*EXCERPTED DATA*
# # #
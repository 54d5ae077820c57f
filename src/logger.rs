use std::{fs::File, path::Path};

use anyhow::Context;
use time::{
    format_description::{self, parse},
    OffsetDateTime,
};
use tracing::{subscriber::set_global_default, Level};
use tracing_subscriber::{fmt::writer::BoxMakeWriter, FmtSubscriber};

/// Log everything to a timestamped file in `dir`.
///
/// Fails if a global subscriber is already set.
pub fn init_logger(dir: &Path) -> anyhow::Result<()> {
    let path = dir.join(log_file_name()?);
    let file = File::create(&path)
        .with_context(|| format!("could not create log file {}", path.display()))?;
    let writer = BoxMakeWriter::new(file);
    let local_offset =
        time::UtcOffset::current_local_offset().unwrap_or(time::UtcOffset::UTC);
    let timer = tracing_subscriber::fmt::time::OffsetTime::new(
        local_offset,
        format_description::parse("[year]-[month]-[day] [hour]:[minute]:[second]")?,
    );

    let subscriber = FmtSubscriber::builder()
        .with_max_level(Level::TRACE)
        .with_ansi(false)
        .with_timer(timer)
        .with_writer(writer)
        .finish();

    set_global_default(subscriber).context(
        "could not set global default tracing subscriber, consider disabling logs if you are already setting one",
    )
}

fn log_file_name() -> anyhow::Result<String> {
    let format = parse("[year]-[month]-[day]_[hour]:[minute]:[second]_log.txt")?;
    let now = OffsetDateTime::now_local().unwrap_or_else(|_| OffsetDateTime::now_utc());
    Ok(now.format(&format)?)
}
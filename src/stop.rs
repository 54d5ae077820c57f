//! Operator requested stops.
//!
//! A stop is cooperative: the scheduler checks it before starting each match and the session
//! driver checks it before each poll. A plain stop lets running matches finish; an abort also
//! cancels them between two engine steps.

use std::{
    io::BufRead,
    sync::{
        atomic::{AtomicU8, Ordering},
        Arc,
    },
};

use tracing::{info, warn};

const RUNNING: u8 = 0;
const STOP: u8 = 1;
const ABORT: u8 = 2;

/// Cheap to clone; all clones share the same state.
#[derive(Debug, Clone, Default)]
pub struct StopSignal {
    state: Arc<AtomicU8>,
}

impl StopSignal {
    pub fn new() -> Self {
        Self::default()
    }

    /// Finish in-flight matches, start no new one.
    pub fn request_stop(&self) {
        let _ = self
            .state
            .compare_exchange(RUNNING, STOP, Ordering::AcqRel, Ordering::Acquire);
    }

    /// Also cancel in-flight matches at their next poll.
    pub fn request_abort(&self) {
        self.state.store(ABORT, Ordering::Release);
    }

    pub fn is_stop_requested(&self) -> bool {
        self.state.load(Ordering::Acquire) != RUNNING
    }

    pub fn is_abort_requested(&self) -> bool {
        self.state.load(Ordering::Acquire) == ABORT
    }

    /// Request a stop when the operator presses Enter. A second Enter aborts.
    pub fn watch_stdin(&self) {
        let signal = self.clone();
        let spawned = std::thread::Builder::new()
            .name("stop-watcher".into())
            .spawn(move || {
                let stdin = std::io::stdin();
                for line in stdin.lock().lines() {
                    if line.is_err() {
                        break;
                    }
                    if signal.is_stop_requested() {
                        warn!("abort requested by operator");
                        signal.request_abort();
                        break;
                    }
                    info!("stop requested by operator, finishing running matches");
                    signal.request_stop();
                }
            });
        if let Err(e) = spawned {
            warn!("could not watch stdin for stop requests: {e}");
        }
    }
}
# # #
Each record above should be repeated exactly as it appears.

*RESULT FOR THIS EXERCISE*
repository 54d5ae077820c57f
filename src/logger.rs
use std::{fs::File, path::Path};

use anyhow::Context;
use time::{
    format_description::{self, parse},
    OffsetDateTime,
};
use tracing::{subscriber::set_global_default, Level};
use tracing_subscriber::{fmt::writer::BoxMakeWriter, FmtSubscriber};

/// Log everything to a timestamped file in `dir`.
///
/// Fails if a global subscriber is already set.
pub fn init_logger(dir: &Path) -> anyhow::Result<()> {
    let path = dir.join(log_file_name()?);
    let file = File::create(&path)
        .with_context(|| format!("could not create log file {}", path.display()))?;
    let writer = BoxMakeWriter::new(file);
    let local_offset =
        time::UtcOffset::current_local_offset().unwrap_or(time::UtcOffset::UTC);
    let timer = tracing_subscriber::fmt::time::OffsetTime::new(
        local_offset,
        format_description::parse("[year]-[month]-[day] [hour]:[minute]:[second]")?,
    );

    let subscriber = FmtSubscriber::builder()
        .with_max_level(Level::TRACE)
        .with_ansi(false)
        .with_timer(timer)
        .with_writer(writer)
        .finish();

    set_global_default(subscriber).context(
        "could not set global default tracing subscriber, consider disabling logs if you are already setting one",
    )
}

fn log_file_name() -> anyhow::Result<String> {
    let format = parse("[year]-[month]-[day]_[hour]:[minute]:[second]_log.txt")?;
    let now = OffsetDateTime::now_local().unwrap_or_else(|_| OffsetDateTime::now_utc());
    Ok(now.format(&format)?)
}
filename src/stop.rs
repository 54d5ae077820c57f
//! Operator requested stops.
//!
//! A stop is cooperative: the scheduler checks it before starting each match and the session
//! driver checks it before each poll. A plain stop lets running matches finish; an abort also
//! cancels them between two engine steps.

use std::{
    io::BufRead,
    sync::{
        atomic::{AtomicU8, Ordering},
        Arc,
    },
};

use tracing::{info, warn};

const RUNNING: u8 = 0;
const STOP: u8 = 1;
const ABORT: u8 = 2;

/// Cheap to clone; all clones share the same state.
#[derive(Debug, Clone, Default)]
pub struct StopSignal {
    state: Arc<AtomicU8>,
}

impl StopSignal {
    pub fn new() -> Self {
        Self::default()
    }

    /// Finish in-flight matches, start no new one.
    pub fn request_stop(&self) {
        let _ = self
            .state
            .compare_exchange(RUNNING, STOP, Ordering::AcqRel, Ordering::Acquire);
    }

    /// Also cancel in-flight matches at their next poll.
    pub fn request_abort(&self) {
        self.state.store(ABORT, Ordering::Release);
    }

    pub fn is_stop_requested(&self) -> bool {
        self.state.load(Ordering::Acquire) != RUNNING
    }

    pub fn is_abort_requested(&self) -> bool {
        self.state.load(Ordering::Acquire) == ABORT
    }

    /// Request a stop when the operator presses Enter. A second Enter aborts.
    pub fn watch_stdin(&self) {
        let signal = self.clone();
        let spawned = std::thread::Builder::new()
            .name("stop-watcher".into())
            .spawn(move || {
                let stdin = std::io::stdin();
                for line in stdin.lock().lines() {
                    if line.is_err() {
                        break;
                    }
                    if signal.is_stop_requested() {
                        warn!("abort requested by operator");
                        signal.request_abort();
                        break;
                    }
                    info!("stop requested by operator, finishing running matches");
                    signal.request_stop();
                }
            });
        if let Err(e) = spawned {
            warn!("could not watch stdin for stop requests: {e}");
        }
    }
}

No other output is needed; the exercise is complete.